//! Template evaluation: [`Template`] and the one-shot [`render`].
//!
//! Rendering is a pure function of `(template text, context)`: no I/O, no
//! clock, no randomness. Unresolved references fail with
//! [`RenderError::UndefinedVariable`] rather than rendering as empty.

use blueprint_core::{GenerationContext, Value, VariableLookup};

use crate::context::Scope;
use crate::error::RenderError;
use crate::parser::{self, Node, Operand, Pipeline};

// ---------------------------------------------------------------------------
// Template
// ---------------------------------------------------------------------------

/// A parsed template, reusable across contexts.
#[derive(Debug, Clone, PartialEq, Eq)]
pub struct Template {
    nodes: Vec<Node>,
}

impl Template {
    /// Parse `text`. Syntax errors carry the line and offending tag.
    pub fn parse(text: &str) -> Result<Template, RenderError> {
        Ok(Template {
            nodes: parser::parse(text)?,
        })
    }

    /// `true` when the template has no tags and renders to itself.
    pub fn is_literal(&self) -> bool {
        self.nodes.iter().all(|n| matches!(n, Node::Text(_)))
    }

    /// Render against `ctx`.
    pub fn render(&self, ctx: &GenerationContext) -> Result<String, RenderError> {
        let mut out = String::new();
        render_nodes(&self.nodes, &Scope::new(ctx), &mut out)?;
        Ok(out)
    }
}

/// Parse and render in one step.
pub fn render(text: &str, ctx: &GenerationContext) -> Result<String, RenderError> {
    Template::parse(text)?.render(ctx)
}

// ---------------------------------------------------------------------------
// Evaluation
// ---------------------------------------------------------------------------

fn render_nodes(nodes: &[Node], scope: &Scope<'_>, out: &mut String) -> Result<(), RenderError> {
    for node in nodes {
        match node {
            Node::Text(text) => out.push_str(text),
            Node::Action { pipeline, line } => {
                let value = eval_pipeline(pipeline, scope, *line)?;
                out.push_str(&value.to_string());
            }
            Node::If {
                branches,
                otherwise,
            } => {
                let mut taken = None;
                for branch in branches {
                    let hit = branch
                        .condition
                        .evaluate(scope)
                        .map_err(|source| RenderError::Condition {
                            line: branch.line,
                            source,
                        })?;
                    if hit {
                        taken = Some(&branch.body);
                        break;
                    }
                }
                render_nodes(taken.unwrap_or(otherwise), scope, out)?;
            }
            Node::Range {
                operand,
                line,
                body,
                otherwise,
            } => {
                let items = match eval_operand(operand, scope, *line)? {
                    Value::List(items) => items,
                    other => {
                        return Err(RenderError::NotIterable {
                            name: operand_name(operand),
                            found: other.var_type(),
                            line: *line,
                        })
                    }
                };
                if items.is_empty() {
                    render_nodes(otherwise, scope, out)?;
                }
                for item in items {
                    let element = Value::String(item);
                    render_nodes(body, &scope.with_dot(&element), out)?;
                }
            }
        }
    }
    Ok(())
}

fn eval_pipeline(
    pipeline: &Pipeline,
    scope: &Scope<'_>,
    line: usize,
) -> Result<Value, RenderError> {
    let mut value = eval_operand(&pipeline.head, scope, line)?;
    for stage in &pipeline.stages {
        let args = stage
            .args
            .iter()
            .map(|a| eval_operand(a, scope, line))
            .collect::<Result<Vec<_>, _>>()?;
        value = stage.func.apply(value, &args);
    }
    Ok(value)
}

fn eval_operand(operand: &Operand, scope: &Scope<'_>, line: usize) -> Result<Value, RenderError> {
    let found = match operand {
        Operand::Literal(s) => return Ok(Value::String(s.clone())),
        Operand::Var(name) => scope.lookup(name),
        Operand::Dot => scope.dot(),
    };
    found.cloned().ok_or_else(|| RenderError::UndefinedVariable {
        name: operand_name(operand),
        line,
    })
}

fn operand_name(operand: &Operand) -> String {
    match operand {
        Operand::Var(name) => format!(".{name}"),
        Operand::Dot => ".".to_string(),
        Operand::Literal(s) => format!("{s:?}"),
    }
}

// ---------------------------------------------------------------------------
// Tests
// ---------------------------------------------------------------------------

#[cfg(test)]
mod tests {
    use super::*;
    use blueprint_core::ErrorKind;

    fn ctx() -> GenerationContext {
        [
            ("Name", Value::from("user-service")),
            ("UseAuth", Value::Bool(true)),
            ("Port", Value::Int(8080)),
            ("Features", Value::List(vec!["auth".into(), "metrics".into()])),
            ("Empty", Value::List(vec![])),
            ("Blank", Value::from("")),
        ]
        .into_iter()
        .collect()
    }

    #[test]
    fn interpolates_typed_values() {
        let out = render("{{.Name}}:{{.Port}} auth={{.UseAuth}}", &ctx()).unwrap();
        assert_eq!(out, "user-service:8080 auth=true");
    }

    #[test]
    fn undefined_variable_fails() {
        let err = render("a\n{{.Missing}}", &ctx()).unwrap_err();
        assert_eq!(err.kind(), ErrorKind::UndefinedVariable);
        assert_eq!(err.line(), 2);
        assert!(err.to_string().contains(".Missing"));
    }

    #[test]
    fn conditional_blocks() {
        let tpl = r#"{{if eq(.Port, 80)}}http{{else if .UseAuth}}secure{{else}}plain{{end}}"#;
        assert_eq!(render(tpl, &ctx()).unwrap(), "secure");
    }

    #[test]
    fn unknown_variable_in_if_is_undefined() {
        let err = render("{{if .Nope}}x{{end}}", &ctx()).unwrap_err();
        assert_eq!(err.kind(), ErrorKind::UndefinedVariable);
    }

    #[test]
    fn range_binds_dot() {
        let tpl = "{{range .Features}}- {{. | upper}}\n{{end}}";
        assert_eq!(render(tpl, &ctx()).unwrap(), "- AUTH\n- METRICS\n");
    }

    #[test]
    fn range_else_on_empty_list() {
        let tpl = "{{range .Empty}}{{.}}{{else}}none{{end}}";
        assert_eq!(render(tpl, &ctx()).unwrap(), "none");
    }

    #[test]
    fn conditions_inside_range_see_dot() {
        let tpl = r#"{{range .Features}}{{if eq(., "auth")}}[{{.}}]{{end}}{{end}}"#;
        assert_eq!(render(tpl, &ctx()).unwrap(), "[auth]");
    }

    #[test]
    fn range_over_scalar_fails() {
        let err = render("{{range .Name}}x{{end}}", &ctx()).unwrap_err();
        assert!(matches!(err, RenderError::NotIterable { .. }));
        assert_eq!(err.kind(), ErrorKind::TemplateSyntaxError);
    }

    #[test]
    fn dot_outside_range_is_undefined() {
        let err = render("{{.}}", &ctx()).unwrap_err();
        assert_eq!(err.kind(), ErrorKind::UndefinedVariable);
    }

    #[test]
    fn default_applies_to_empty_value() {
        let src = r#"{{.Blank | default "n/a"}}/{{.Name | default "n/a"}}"#;
        let out = render(src, &ctx()).unwrap();
        assert_eq!(out, "n/a/user-service");
    }

    #[test]
    fn pipeline_args_can_reference_variables() {
        let out = render("{{.Blank | default .Name | snake}}", &ctx()).unwrap();
        assert_eq!(out, "user_service");
    }

    #[test]
    fn list_interpolation_joins() {
        assert_eq!(render("{{.Features}}", &ctx()).unwrap(), "auth, metrics");
    }

    #[test]
    fn literal_action_emits_delimiters() {
        assert_eq!(render(r#"{{"{{"}}x{{"}}"}}"#, &ctx()).unwrap(), "{{x}}");
    }

    #[test]
    fn rendering_is_deterministic() {
        let tpl = Template::parse("{{range .Features}}{{.}},{{end}}{{.Name | pascal}}").unwrap();
        let c = ctx();
        let first = tpl.render(&c).unwrap();
        for _ in 0..5 {
            assert_eq!(tpl.render(&c).unwrap(), first);
        }
        assert_eq!(first, "auth,metrics,UserService");
    }

    #[test]
    fn is_literal_detects_plain_text() {
        assert!(Template::parse("main.go").unwrap().is_literal());
        assert!(!Template::parse("{{.Name}}/main.go").unwrap().is_literal());
    }
}
//! Blueprint: generate project skeletons from declarative blueprints.
//!
//! # Usage
//!
//! ```text
//! blueprint list [--json]
//! blueprint show <id> [--json]
//! blueprint validate <path>
//! blueprint generate <id> --out <dir> [--set KEY=VALUE]... [--vars-file <file>]
//!                    [--force] [--dry-run] [--json]
//! ```
//!
//! Blueprints are read from `~/.blueprint/blueprints/` unless
//! `--blueprints-dir` (or `BLUEPRINT_DIR`) points elsewhere.

mod commands;

use std::path::PathBuf;

use anyhow::Result;
use clap::{Parser, Subcommand};

use commands::{
    generate::GenerateArgs, list::ListArgs, show::ShowArgs, validate::ValidateArgs,
};

// ---------------------------------------------------------------------------
// CLI entry point
// ---------------------------------------------------------------------------

#[derive(Parser, Debug)]
#[command(
    name = "blueprint",
    version,
    about = "Generate project skeletons from declarative blueprints",
    long_about = None,
)]
struct Cli {
    /// Directory holding blueprints [default: ~/.blueprint/blueprints].
    #[arg(long, global = true, env = "BLUEPRINT_DIR", value_name = "DIR")]
    blueprints_dir: Option<PathBuf>,

    /// Log progress to stderr (overridden by RUST_LOG).
    #[arg(short, long, global = true)]
    verbose: bool,

    #[command(subcommand)]
    command: Commands,
}

#[derive(Subcommand, Debug)]
enum Commands {
    /// List available blueprints.
    List(ListArgs),

    /// Show a blueprint's variables, files, dependencies and hooks.
    Show(ShowArgs),

    /// Check a single blueprint manifest and its templates.
    Validate(ValidateArgs),

    /// Generate a project from a blueprint.
    Generate(GenerateArgs),
}

// ---------------------------------------------------------------------------
// Main
// ---------------------------------------------------------------------------

fn init_tracing(verbose: bool) {
    use tracing_subscriber::{fmt, EnvFilter};

    let default = if verbose { "info" } else { "warn" };
    let filter = EnvFilter::try_from_default_env().unwrap_or_else(|_| EnvFilter::new(default));
    let _ = fmt()
        .with_env_filter(filter)
        .with_target(false)
        .with_writer(std::io::stderr)
        .try_init();
}

fn main() -> Result<()> {
    let cli = Cli::parse();
    init_tracing(cli.verbose);

    let dir = cli.blueprints_dir.as_deref();
    match cli.command {
        Commands::List(args) => args.run(dir),
        Commands::Show(args) => args.run(dir),
        Commands::Validate(args) => args.run(),
        Commands::Generate(args) => args.run(dir),
    }
}
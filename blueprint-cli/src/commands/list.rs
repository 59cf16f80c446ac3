//! `blueprint list`: table of available blueprints.

use std::path::Path;

use anyhow::{Context, Result};
use clap::Args;
use serde::Serialize;
use tabled::{settings::Style, Table, Tabled};

use super::load_registry;

/// Arguments for `blueprint list`.
#[derive(Args, Debug)]
pub struct ListArgs {
    /// Emit machine-readable JSON.
    #[arg(long)]
    pub json: bool,
}

#[derive(Serialize, Tabled)]
struct BlueprintRow {
    #[tabled(rename = "id")]
    id: String,
    #[tabled(rename = "type")]
    #[serde(rename = "type")]
    kind: String,
    #[tabled(rename = "version")]
    version: String,
    #[tabled(rename = "description")]
    description: String,
}

impl ListArgs {
    pub fn run(self, dir: Option<&Path>) -> Result<()> {
        let registry = load_registry(dir)?;
        let rows: Vec<BlueprintRow> = registry
            .list()
            .into_iter()
            .map(|m| BlueprintRow {
                id: m.id.clone(),
                kind: m.kind.clone(),
                version: m.version.clone().unwrap_or_default(),
                description: if m.description.is_empty() {
                    m.name.clone()
                } else {
                    m.description.clone()
                },
            })
            .collect();

        if self.json {
            println!(
                "{}",
                serde_json::to_string_pretty(&rows).context("failed to serialize blueprint list")?
            );
            return Ok(());
        }

        if rows.is_empty() {
            println!("No blueprints found.");
            return Ok(());
        }
        let mut table = Table::new(rows);
        table.with(Style::rounded());
        println!("{table}");
        Ok(())
    }
}
//! Error types for blueprint-renderer.

use thiserror::Error;

use blueprint_core::{ConditionError, ErrorKind, VarType};

/// All errors that can arise from template parsing or rendering.
#[derive(Debug, Clone, PartialEq, Eq, Error)]
pub enum RenderError {
    /// `{{.VAR}}` (or `.` outside a loop) names nothing in scope.
    #[error("undefined variable '{name}' at line {line}")]
    UndefinedVariable { name: String, line: usize },

    /// Malformed template text; `snippet` is the offending tag.
    #[error("template syntax error at line {line}: {message} in `{snippet}`")]
    Syntax {
        line: usize,
        snippet: String,
        message: String,
    },

    /// An `{{if}}` condition failed to evaluate.
    #[error("condition error at line {line}: {source}")]
    Condition {
        line: usize,
        #[source]
        source: ConditionError,
    },

    /// `{{range}}` over a value that is not a list.
    #[error("cannot range over {found} '{name}' at line {line}: expected a list")]
    NotIterable {
        name: String,
        found: VarType,
        line: usize,
    },
}

impl RenderError {
    pub fn kind(&self) -> ErrorKind {
        match self {
            RenderError::UndefinedVariable { .. } => ErrorKind::UndefinedVariable,
            RenderError::Condition {
                source: ConditionError::UnknownVariable { .. },
                ..
            } => ErrorKind::UndefinedVariable,
            RenderError::Syntax { .. }
            | RenderError::Condition { .. }
            | RenderError::NotIterable { .. } => ErrorKind::TemplateSyntaxError,
        }
    }

    /// 1-based line of the template the error points at.
    pub fn line(&self) -> usize {
        match self {
            RenderError::UndefinedVariable { line, .. }
            | RenderError::Syntax { line, .. }
            | RenderError::Condition { line, .. }
            | RenderError::NotIterable { line, .. } => *line,
        }
    }
}

pub(crate) fn syntax(line: usize, snippet: &str, message: impl Into<String>) -> RenderError {
    RenderError::Syntax {
        line,
        snippet: snippet.to_string(),
        message: message.into(),
    }
}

----------------------------------------

What you will do
Search the records for the word "ListArgs", then list every line that has it.

Written solution
    generate::GenerateArgs, list::ListArgs, show::ShowArgs, validate::ValidateArgs,
    List(ListArgs),
pub struct ListArgs {
impl ListArgs {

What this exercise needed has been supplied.